Breaking News.....NEW SATELLITE OF PLUTO: P5 - new Moon
M. R. Showalter (SETI Institute), H. A. Weaver (Applied Physics Laboratory,
Johns Hopkins University), S. A. Stern, A. J. Steffl, M. W. Buie, W. J. Merline
(Southwest Research Institute), M. J. Mutchler, R. Soummer (Space Telescope
... Science Institute) and H. B. Throop (NASA Headquarters) report the discovery of
a fifth satellite of Pluto. The object, provisionally designated S/2012 (134340)
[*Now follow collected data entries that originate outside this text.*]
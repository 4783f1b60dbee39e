//! Attribute modifier tables
//!
//! Each of the six ability scores maps to a fixed, non-linear bracket table
//! (3, 4-6, 7-8, 9-12, 13-14, 15-16, 17, 18). The values are published table
//! lookups, not formulas; do not replace them with arithmetic
//! approximations. Scores outside 3..=18 are a caller contract violation
//! (validated upstream); the matches below clamp to the nearest bracket
//! rather than panic.

use serde::Serialize;

use crate::entities::AbilityScores;

/// Strength-derived combat values.
#[derive(Debug, Clone, Copy, PartialEq, Eq, Serialize)]
pub struct StrengthAttributes {
    /// Added to melee to-hit rolls
    pub melee_modifier: i32,
    /// Added to melee damage
    pub damage_adjustment: i32,
    /// Test of strength, chance-in-six
    pub test: &'static str,
    /// Extraordinary feat of strength
    pub extraordinary_feat: &'static str,
}

pub fn strength(score: u8) -> StrengthAttributes {
    let (melee_modifier, damage_adjustment, test, extraordinary_feat) = match score {
        ..=3 => (-2, -2, "1:6", "0%"),
        4..=6 => (-1, -1, "1:6", "1%"),
        7..=8 => (0, -1, "2:6", "2%"),
        9..=12 => (0, 0, "2:6", "4%"),
        13..=14 => (1, 0, "3:6", "8%"),
        15..=16 => (1, 1, "3:6", "16%"),
        17 => (2, 2, "4:6", "24%"),
        _ => (2, 3, "5:6", "32%"),
    };
    StrengthAttributes {
        melee_modifier,
        damage_adjustment,
        test,
        extraordinary_feat,
    }
}

/// Dexterity-derived values. The numeric progression mirrors the strength
/// table: missile modifier tracks the melee column, defence adjustment the
/// damage column.
#[derive(Debug, Clone, Copy, PartialEq, Eq, Serialize)]
pub struct DexterityAttributes {
    /// Added to missile to-hit rolls
    pub missile_modifier: i32,
    /// Subtracted from AC (lower AC is better)
    pub defence_adjustment: i32,
    pub test: &'static str,
    pub extraordinary_feat: &'static str,
}

pub fn dexterity(score: u8) -> DexterityAttributes {
    let (missile_modifier, defence_adjustment, test, extraordinary_feat) = match score {
        ..=3 => (-2, -2, "1:6", "0%"),
        4..=6 => (-1, -1, "1:6", "1%"),
        7..=8 => (0, -1, "2:6", "2%"),
        9..=12 => (0, 0, "2:6", "4%"),
        13..=14 => (1, 0, "3:6", "8%"),
        15..=16 => (1, 1, "3:6", "16%"),
        17 => (2, 2, "4:6", "24%"),
        _ => (2, 3, "5:6", "32%"),
    };
    DexterityAttributes {
        missile_modifier,
        defence_adjustment,
        test,
        extraordinary_feat,
    }
}

/// Constitution-derived values.
#[derive(Debug, Clone, Copy, PartialEq, Eq, Serialize)]
pub struct ConstitutionAttributes {
    /// Added per hit die
    pub hit_point_modifier: i32,
    /// Chance to survive system-shock trauma
    pub trauma_survival: &'static str,
    pub test: &'static str,
    pub extraordinary_feat: &'static str,
}

pub fn constitution(score: u8) -> ConstitutionAttributes {
    let (hit_point_modifier, trauma_survival, test, extraordinary_feat) = match score {
        ..=3 => (-1, "45%", "1:6", "0%"),
        4..=6 => (-1, "55%", "1:6", "1%"),
        7..=8 => (0, "65%", "2:6", "2%"),
        9..=12 => (0, "75%", "2:6", "4%"),
        13..=14 => (1, "80%", "3:6", "8%"),
        15..=16 => (1, "85%", "3:6", "16%"),
        17 => (2, "90%", "4:6", "24%"),
        _ => (3, "95%", "5:6", "32%"),
    };
    ConstitutionAttributes {
        hit_point_modifier,
        trauma_survival,
        test,
        extraordinary_feat,
    }
}

/// Intelligence-derived values.
#[derive(Debug, Clone, Copy, PartialEq, Eq, Serialize)]
pub struct IntelligenceAttributes {
    /// Additional languages beyond the native tongue
    pub languages: u8,
    /// Arcane casters gain one bonus slot at this spell level
    pub bonus_spell_level: Option<u8>,
}

pub fn intelligence(score: u8) -> IntelligenceAttributes {
    let (languages, bonus_spell_level) = match score {
        ..=8 => (0, None),
        9..=12 => (1, None),
        13..=14 => (2, Some(1)),
        15..=16 => (3, Some(2)),
        17 => (4, Some(3)),
        _ => (5, Some(4)),
    };
    IntelligenceAttributes {
        languages,
        bonus_spell_level,
    }
}

/// Wisdom-derived values.
#[derive(Debug, Clone, Copy, PartialEq, Eq, Serialize)]
pub struct WisdomAttributes {
    /// Applied to sorcery and device saving throws
    pub willpower_adjustment: i32,
    /// Divine casters gain one bonus slot at this spell level
    pub bonus_spell_level: Option<u8>,
}

pub fn wisdom(score: u8) -> WisdomAttributes {
    let (willpower_adjustment, bonus_spell_level) = match score {
        ..=3 => (-2, None),
        4..=6 => (-1, None),
        7..=8 => (0, None),
        9..=12 => (0, None),
        13..=14 => (1, Some(1)),
        15..=16 => (1, Some(2)),
        17 => (2, Some(3)),
        _ => (2, Some(4)),
    };
    WisdomAttributes {
        willpower_adjustment,
        bonus_spell_level,
    }
}

/// Charisma-derived values.
#[derive(Debug, Clone, Copy, PartialEq, Eq, Serialize)]
pub struct CharismaAttributes {
    /// Applied to encounter reaction rolls
    pub reaction_adjustment: i32,
    /// Maximum number of retained henchmen
    pub max_henchmen: u8,
    /// Applied to undead turning checks
    pub turning_adjustment: i32,
}

pub fn charisma(score: u8) -> CharismaAttributes {
    let (reaction_adjustment, max_henchmen, turning_adjustment) = match score {
        ..=3 => (-3, 1, -1),
        4..=6 => (-2, 2, -1),
        7..=8 => (-1, 3, 0),
        9..=12 => (0, 4, 0),
        13..=14 => (1, 6, 1),
        15..=16 => (1, 8, 1),
        17 => (2, 10, 2),
        _ => (3, 12, 3),
    };
    CharismaAttributes {
        reaction_adjustment,
        max_henchmen,
        turning_adjustment,
    }
}

/// All six ability tables evaluated for one set of scores.
#[derive(Debug, Clone, Copy, PartialEq, Eq, Serialize)]
pub struct AttributeBlock {
    pub strength: StrengthAttributes,
    pub dexterity: DexterityAttributes,
    pub constitution: ConstitutionAttributes,
    pub intelligence: IntelligenceAttributes,
    pub wisdom: WisdomAttributes,
    pub charisma: CharismaAttributes,
}

impl AttributeBlock {
    pub fn derive(scores: &AbilityScores) -> Self {
        Self {
            strength: strength(scores.strength),
            dexterity: dexterity(scores.dexterity),
            constitution: constitution(scores.constitution),
            intelligence: intelligence(scores.intelligence),
            wisdom: wisdom(scores.wisdom),
            charisma: charisma(scores.charisma),
        }
    }
}

#[cfg(test)]
mod tests {
    use super::*;

    #[test]
    fn strength_18_bracket() {
        let s = strength(18);
        assert_eq!(s.melee_modifier, 2);
        assert_eq!(s.damage_adjustment, 3);
        assert_eq!(s.test, "5:6");
        assert_eq!(s.extraordinary_feat, "32%");
    }

    #[test]
    fn strength_brackets_are_stepwise() {
        assert_eq!(strength(3).melee_modifier, -2);
        assert_eq!(strength(6).melee_modifier, -1);
        assert_eq!(strength(7).damage_adjustment, -1);
        assert_eq!(strength(9).damage_adjustment, 0);
        assert_eq!(strength(12), strength(9));
        assert_eq!(strength(13).melee_modifier, 1);
        assert_eq!(strength(17).damage_adjustment, 2);
    }

    #[test]
    fn tables_are_idempotent_per_score() {
        for score in 3..=18u8 {
            assert_eq!(strength(score), strength(score));
            assert_eq!(dexterity(score), dexterity(score));
            assert_eq!(constitution(score), constitution(score));
            assert_eq!(intelligence(score), intelligence(score));
            assert_eq!(wisdom(score), wisdom(score));
            assert_eq!(charisma(score), charisma(score));
        }
    }

    #[test]
    fn intelligence_bonus_slot_brackets() {
        assert_eq!(intelligence(12).bonus_spell_level, None);
        assert_eq!(intelligence(13).bonus_spell_level, Some(1));
        assert_eq!(intelligence(14).bonus_spell_level, Some(1));
        assert_eq!(intelligence(16).bonus_spell_level, Some(2));
        assert_eq!(intelligence(17).bonus_spell_level, Some(3));
        assert_eq!(intelligence(18).bonus_spell_level, Some(4));
    }

    #[test]
    fn constitution_hp_modifier_progression() {
        assert_eq!(constitution(3).hit_point_modifier, -1);
        assert_eq!(constitution(10).hit_point_modifier, 0);
        assert_eq!(constitution(14).hit_point_modifier, 1);
        assert_eq!(constitution(18).hit_point_modifier, 3);
    }

    #[test]
    fn charisma_henchmen_scale_with_score() {
        let mut prev = 0;
        for score in 3..=18u8 {
            let h = charisma(score).max_henchmen;
            assert!(h >= prev, "henchmen must not decrease");
            prev = h;
        }
    }
}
1 and referred to as "P5", was detected in 14 separate sets of images taken by
the Hubble Space Telescope WFC3/UVIS. Each image set comprises 11-12
three-minute exposures. Upon co-adding, S/N = 5-8 in five sets and S/N = 3-5 in
nine sets where the detection was somewhat degraded by P5's close proximity of
Pluto II (Nix). Times and positions are as follows:
June 26.51-26.67 UT, 3 sets, 1".99 from Pluto at p.a. 158 deg
June 27.78-27.94 UT, 3 sets, 1".71 from Pluto at p.a. 182 deg
June 29.64-29.80 UT, 3 sets, 1".44 from Pluto at p.a. 219 deg
July 7.42- 7.58 UT, 3 sets, 1".76 from Pluto at p.a. 352 deg
July 9.41- 9.51 UT, 2 sets, 1".42 from Pluto at p.a. 31 deg
The satellite's mean magnitude is V = 27.0 +/- 0.3, making it 4 percent as
bright as Pluto II (Nix) and half as bright as S/2011 (134340) 1. The diameter
depends on the assumed geometric albedo: 10 km if p_v = 0.35, or 25 km if p_v =
0.04. The motion is consistent with a body traveling on a near-circular orbit
coplanar with the other satellites. The inferred mean motion is 17.8 +/- 0.1
degrees per day (P = 20.2 +/- 0.1 days), and the projected radial distance from
Pluto is 42000 +/- 2000 km, placing P5 interior to Pluto II (Nix) and close to
the 1:3 mean motion resonance with Pluto I (Charon).